_WORK TO BE COMPLETED_
Provide the count of lines below that include the word "TransferEngine", without any accompanying remarks.

_DATA_
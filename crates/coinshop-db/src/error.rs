//! # Database Error Types
//!
//! Error types for store operations.
//!
//! ## Error Flow
//! ```text
//! ┌─────────────────────────────────────────────────────────────────────────┐
//! │                    Error Propagation                                    │
//! │                                                                         │
//! │  PostgreSQL Error (sqlx::Error, SQLSTATE code)                         │
//! │       │                                                                 │
//! │       ▼                                                                 │
//! │  DbError (this module) ← Classified by SQLSTATE                        │
//! │       │                                                                 │
//! │       ▼                                                                 │
//! │  WalletError (coinshop-core) ← What engines and the service return     │
//! │       │                                                                 │
//! │       ▼                                                                 │
//! │  Request handler maps the variant to a response                        │
//! │                                                                         │
//! └─────────────────────────────────────────────────────────────────────────┘
//! ```

use coinshop_core::WalletError;
use thiserror::Error;

// SQLSTATE codes we classify.
const UNIQUE_VIOLATION: &str = "23505";
const FOREIGN_KEY_VIOLATION: &str = "23503";
const CHECK_VIOLATION: &str = "23514";
const SERIALIZATION_FAILURE: &str = "40001";
const DEADLOCK_DETECTED: &str = "40P01";

/// Store operation errors.
#[derive(Debug, Error)]
pub enum DbError {
    /// Entity not found in database.
    #[error("{entity} not found: {id}")]
    NotFound { entity: &'static str, id: String },

    /// Unique constraint violation.
    ///
    /// ## When This Occurs
    /// - Registering a username that already exists
    /// - Inserting a catalog item with a duplicate name
    #[error("Duplicate value violates {constraint}")]
    UniqueViolation { constraint: String },

    /// Foreign key constraint violation.
    #[error("Foreign key violation: {message}")]
    ForeignKeyViolation { message: String },

    /// CHECK constraint violation (negative balance, self transfer).
    #[error("Check constraint violation: {message}")]
    CheckViolation { message: String },

    /// Serialization failure or deadlock; the transaction was aborted
    /// by the database and can be retried from scratch.
    #[error("Serialization failure: {0}")]
    SerializationFailure(String),

    /// Database connection failed.
    #[error("Connection failed: {0}")]
    ConnectionFailed(String),

    /// Migration failed.
    #[error("Migration failed: {0}")]
    MigrationFailed(String),

    /// Query execution failed.
    #[error("Query failed: {0}")]
    QueryFailed(String),

    /// Pool exhausted (all connections in use).
    #[error("Connection pool exhausted")]
    PoolExhausted,

    /// Internal database error.
    #[error("Internal database error: {0}")]
    Internal(String),
}

impl DbError {
    /// Creates a NotFound error for a given entity type and ID.
    pub fn not_found(entity: &'static str, id: impl ToString) -> Self {
        DbError::NotFound {
            entity,
            id: id.to_string(),
        }
    }

    /// True for failures the database reports as transient.
    pub fn is_serialization_failure(&self) -> bool {
        matches!(self, DbError::SerializationFailure(_))
    }
}

/// Convert sqlx errors to DbError.
///
/// ## Error Mapping
/// ```text
/// sqlx::Error::RowNotFound    → DbError::NotFound
/// sqlx::Error::Database       → SQLSTATE 23505 / 23503 / 23514 / 40001 / 40P01
/// sqlx::Error::PoolTimedOut   → DbError::PoolExhausted
/// Other                       → DbError::Internal
/// ```
impl From<sqlx::Error> for DbError {
    fn from(err: sqlx::Error) -> Self {
        match err {
            sqlx::Error::RowNotFound => DbError::NotFound {
                entity: "Record",
                id: "unknown".to_string(),
            },

            sqlx::Error::Database(db_err) => {
                let message = db_err.message().to_string();
                let code = db_err.code().map(|c| c.into_owned());

                match code.as_deref() {
                    Some(UNIQUE_VIOLATION) => DbError::UniqueViolation {
                        constraint: db_err.constraint().unwrap_or("unknown").to_string(),
                    },
                    Some(FOREIGN_KEY_VIOLATION) => DbError::ForeignKeyViolation { message },
                    Some(CHECK_VIOLATION) => DbError::CheckViolation { message },
                    Some(SERIALIZATION_FAILURE) | Some(DEADLOCK_DETECTED) => {
                        DbError::SerializationFailure(message)
                    }
                    _ => DbError::QueryFailed(message),
                }
            }

            sqlx::Error::PoolTimedOut => DbError::PoolExhausted,

            sqlx::Error::PoolClosed => DbError::ConnectionFailed("Pool is closed".to_string()),

            _ => DbError::Internal(err.to_string()),
        }
    }
}

impl From<sqlx::migrate::MigrateError> for DbError {
    fn from(err: sqlx::migrate::MigrateError) -> Self {
        DbError::MigrationFailed(err.to_string())
    }
}

/// Store failures as seen by wallet callers.
///
/// ```text
/// NotFound               → WalletError::NotFound
/// SerializationFailure   → WalletError::Conflict (retryable)
/// UniqueViolation        → WalletError::AlreadyExists
/// everything else        → WalletError::Internal
/// ```
impl From<DbError> for WalletError {
    fn from(err: DbError) -> Self {
        match err {
            DbError::NotFound { entity, id } => WalletError::NotFound { entity, key: id },
            DbError::SerializationFailure(msg) => WalletError::Conflict(msg),
            DbError::UniqueViolation { constraint } => WalletError::AlreadyExists {
                entity: "Record",
                key: constraint,
            },
            other => WalletError::Internal(other.to_string()),
        }
    }
}

/// Result type for database operations.
pub type DbResult<T> = Result<T, DbError>;
//! # coinshop-core: Pure Domain Logic for the Coin Wallet
//!
//! Types, amounts, errors and validation rules shared by every layer.
//! Nothing in this crate performs I/O.
//!
//! ## Architecture Position
//! ```text
//! ┌─────────────────────────────────────────────────────────────────────────┐
//! │                        Coinshop Architecture                            │
//! │                                                                         │
//! │  ┌─────────────────────────────────────────────────────────────────┐   │
//! │  │             Request handlers (HTTP, auth) - external            │   │
//! │  └─────────────────────────────┬───────────────────────────────────┘   │
//! │                                │                                        │
//! │  ┌─────────────────────────────▼───────────────────────────────────┐   │
//! │  │                    coinshop-db                                  │   │
//! │  │   WalletService ──► TransferEngine / PurchaseEngine             │   │
//! │  │                 ──► AccountDirectory                            │   │
//! │  │   AccountStore: PgStore | MemoryStore                           │   │
//! │  └─────────────────────────────┬───────────────────────────────────┘   │
//! │                                │                                        │
//! │  ┌─────────────────────────────▼───────────────────────────────────┐   │
//! │  │               ★ coinshop-core (THIS CRATE) ★                    │   │
//! │  │   types  •  coins  •  error  •  validation                      │   │
//! │  │   NO I/O • NO DATABASE • NO NETWORK                             │   │
//! │  └─────────────────────────────────────────────────────────────────┘   │
//! └─────────────────────────────────────────────────────────────────────────┘
//! ```
//!
//! ## Modules
//!
//! - [`types`] - Accounts, ledger entries, catalog items, purchase records
//! - [`coins`] - Integer coin amount type
//! - [`error`] - `WalletError` taxonomy
//! - [`validation`] - Input checks run before the store is touched
//!
//! ## Example Usage
//!
//! ```rust
//! use coinshop_core::{Coins, WalletError, AccountId};
//!
//! let balance = Coins::new(1000);
//! let requested = Coins::new(1500);
//!
//! if !balance.covers(requested) {
//!     let err = WalletError::InsufficientFunds {
//!         account: AccountId(1),
//!         balance,
//!         requested,
//!     };
//!     assert!(err.is_rejection());
//! }
//! ```

// =============================================================================
// Module Declarations
// =============================================================================

pub mod coins;
pub mod error;
pub mod types;
pub mod validation;

// =============================================================================
// Re-exports for Convenience
// =============================================================================

pub use coins::Coins;
pub use error::{ValidationError, WalletError, WalletResult};
pub use types::*;

// =============================================================================
// Crate-Level Constants
// =============================================================================

/// Balance granted to every newly registered account.
///
/// Only a default: the running value comes from configuration.
pub const DEFAULT_STARTING_BALANCE: Coins = Coins::new(1000);

/// Maximum username length (matches the `VARCHAR(64)` column).
pub const MAX_USERNAME_LENGTH: usize = 64;
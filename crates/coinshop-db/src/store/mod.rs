//! # Store Module
//!
//! The capability interface every engine depends on, plus its two
//! implementations.
//!
//! ## Store Pattern
//! ```text
//! ┌─────────────────────────────────────────────────────────────────────────┐
//! │                    Store Capability                                     │
//! │                                                                         │
//! │  TransferEngine / PurchaseEngine / AccountDirectory                    │
//! │       │                                                                 │
//! │       │  Arc<dyn AccountStore>                                          │
//! │       ▼                                                                 │
//! │  AccountStore                                                          │
//! │  ├── begin() ──► Box<dyn StoreTransaction>  (SERIALIZABLE)             │
//! │  │                ├── lock_balance      SELECT ... FOR UPDATE          │
//! │  │                ├── adjust_balance    UPDATE ... balance + delta     │
//! │  │                ├── append_transfer   INSERT INTO transfers          │
//! │  │                ├── upsert_purchase   INSERT ... ON CONFLICT         │
//! │  │                └── commit / rollback                                │
//! │  └── reads: accounts, catalog, inventory, history                      │
//! │       │                                                                 │
//! │       ├──────────────────────┐                                          │
//! │       ▼                      ▼                                          │
//! │  PgStore (PostgreSQL)    MemoryStore (tests)                           │
//! └─────────────────────────────────────────────────────────────────────────┘
//! ```
//!
//! ## Transaction Lifetime
//! Dropping a [`StoreTransaction`] without calling `commit` discards every
//! staged write and releases its row locks. This is what makes a cancelled
//! operation (its future dropped mid-flight) roll back.

pub mod memory;
pub mod postgres;

use async_trait::async_trait;

use coinshop_core::{
    Account, AccountId, CatalogItem, Coins, InventoryItem, ItemId, LedgerEntry, NewAccount,
    PurchaseRecord, TransferView,
};

use crate::error::DbResult;

pub use memory::{FailPoint, MemoryStore};
pub use postgres::PgStore;

/// Durable account store.
#[async_trait]
pub trait AccountStore: Send + Sync {
    /// Opens a transaction at SERIALIZABLE isolation.
    async fn begin(&self) -> DbResult<Box<dyn StoreTransaction>>;

    /// Looks up an account id by username.
    async fn find_account_id(&self, username: &str) -> DbResult<Option<AccountId>>;

    /// Reads an account without locking it.
    async fn get_account(&self, id: AccountId) -> DbResult<Option<Account>>;

    /// Reads the account whose username and credential hash both match.
    ///
    /// The hash is compared verbatim; producing it is the caller's job.
    async fn find_by_credentials(
        &self,
        username: &str,
        password_hash: &str,
    ) -> DbResult<Option<Account>>;

    /// Inserts a new account. Duplicate usernames fail with
    /// [`DbError::UniqueViolation`](crate::DbError::UniqueViolation).
    async fn create_account(&self, account: &NewAccount) -> DbResult<AccountId>;

    /// Looks up a catalog item by name.
    async fn find_item(&self, name: &str) -> DbResult<Option<CatalogItem>>;

    /// Adds an item to the catalog.
    async fn insert_item(&self, name: &str, price: Coins) -> DbResult<CatalogItem>;

    /// Items bought by an account, ordered by name.
    async fn inventory(&self, account: AccountId) -> DbResult<Vec<InventoryItem>>;

    /// Transfers in which the account is source or destination, oldest first.
    async fn transfer_history(&self, account: AccountId) -> DbResult<Vec<TransferView>>;
}

/// One open serializable transaction.
///
/// Writes become visible to other transactions only after `commit`.
#[async_trait]
pub trait StoreTransaction: Send {
    /// Takes an exclusive row lock on the account and returns its balance,
    /// or `None` when the account does not exist.
    async fn lock_balance(&mut self, account: AccountId) -> DbResult<Option<Coins>>;

    /// Adds `delta` (negative to debit) to the balance.
    ///
    /// Returns the number of rows affected: 0 means the account is gone.
    async fn adjust_balance(&mut self, account: AccountId, delta: Coins) -> DbResult<u64>;

    /// Appends one immutable ledger entry stamped with the current time.
    async fn append_transfer(
        &mut self,
        from: AccountId,
        to: AccountId,
        amount: Coins,
    ) -> DbResult<LedgerEntry>;

    /// Creates the purchase record at quantity 1 or increments it, in one
    /// atomic statement.
    async fn upsert_purchase(&mut self, account: AccountId, item: ItemId)
        -> DbResult<PurchaseRecord>;

    async fn commit(self: Box<Self>) -> DbResult<()>;

    async fn rollback(self: Box<Self>) -> DbResult<()>;
}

_ANSWER TO THIS EXERCISE_
2